RECORDS FOR THIS TASK: Begin
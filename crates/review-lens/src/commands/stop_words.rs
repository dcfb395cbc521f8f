//! Stop-words command: show which words are excluded from counts.

use clap::Args;
use owo_colors::OwoColorize;
use serde::Serialize;
use tracing::{debug, instrument};

use review_lens_core::{Config, StopWords};

/// Arguments for the `stop-words` subcommand.
#[derive(Args, Debug, Default)]
pub struct StopWordsArgs {
    /// List only configured and added words, not the built-in set.
    #[arg(long)]
    pub user_only: bool,

    /// Extra words to include, as `analyze --stop-word` would.
    #[arg(long = "stop-word", value_name = "WORDS")]
    pub stop_words: Vec<String>,
}

#[derive(Serialize)]
struct StopWordsOutput<'a> {
    user: Vec<&'a str>,
    #[serde(skip_serializing_if = "Option::is_none")]
    effective: Option<Vec<&'a str>>,
}

/// Print the effective stop-word set.
#[instrument(name = "cmd_stop_words", skip_all, fields(user_only = args.user_only))]
pub fn cmd_stop_words(args: StopWordsArgs, global_json: bool, config: &Config) -> anyhow::Result<()> {
    debug!(extra = args.stop_words.len(), "executing stop-words command");

    let mut stop_words = StopWords::with_user_words(&config.stop_words);
    for words in &args.stop_words {
        stop_words.add_many(words);
    }

    let output = StopWordsOutput {
        user: stop_words.user_words().collect(),
        effective: (!args.user_only).then(|| stop_words.effective()),
    };

    if global_json {
        println!("{}", serde_json::to_string_pretty(&output)?);
        return Ok(());
    }

    match output.effective {
        Some(ref effective) => {
            println!(
                "{} {}",
                "Stop words".bold().underline(),
                format!("({} total, {} user)", effective.len(), output.user.len()).dimmed()
            );
            println!("{}", effective.join(" "));
        }
        None if output.user.is_empty() => println!("{}", "no user stop words".dimmed()),
        None => println!("{}", output.user.join(" ")),
    }

    Ok(())
}

#[cfg(test)]
mod tests {
    use super::*;

    #[test]
    fn test_cmd_stop_words_text_succeeds() {
        assert!(cmd_stop_words(StopWordsArgs::default(), false, &Config::default()).is_ok());
    }

    #[test]
    fn test_cmd_stop_words_json_user_only() {
        let args = StopWordsArgs {
            user_only: true,
            stop_words: vec!["导游 行程".into()],
        };
        assert!(cmd_stop_words(args, true, &Config::default()).is_ok());
    }
}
RECORDS FOR THIS TASK: End
§ **WORK TO BE COMPLETED**
Would you copy every line of the entries in which "long" appears?

§ **ANSWER TO THE EXERCISE**
    #[arg(long)]
    #[arg(long = "stop-word", value_name = "WORDS")]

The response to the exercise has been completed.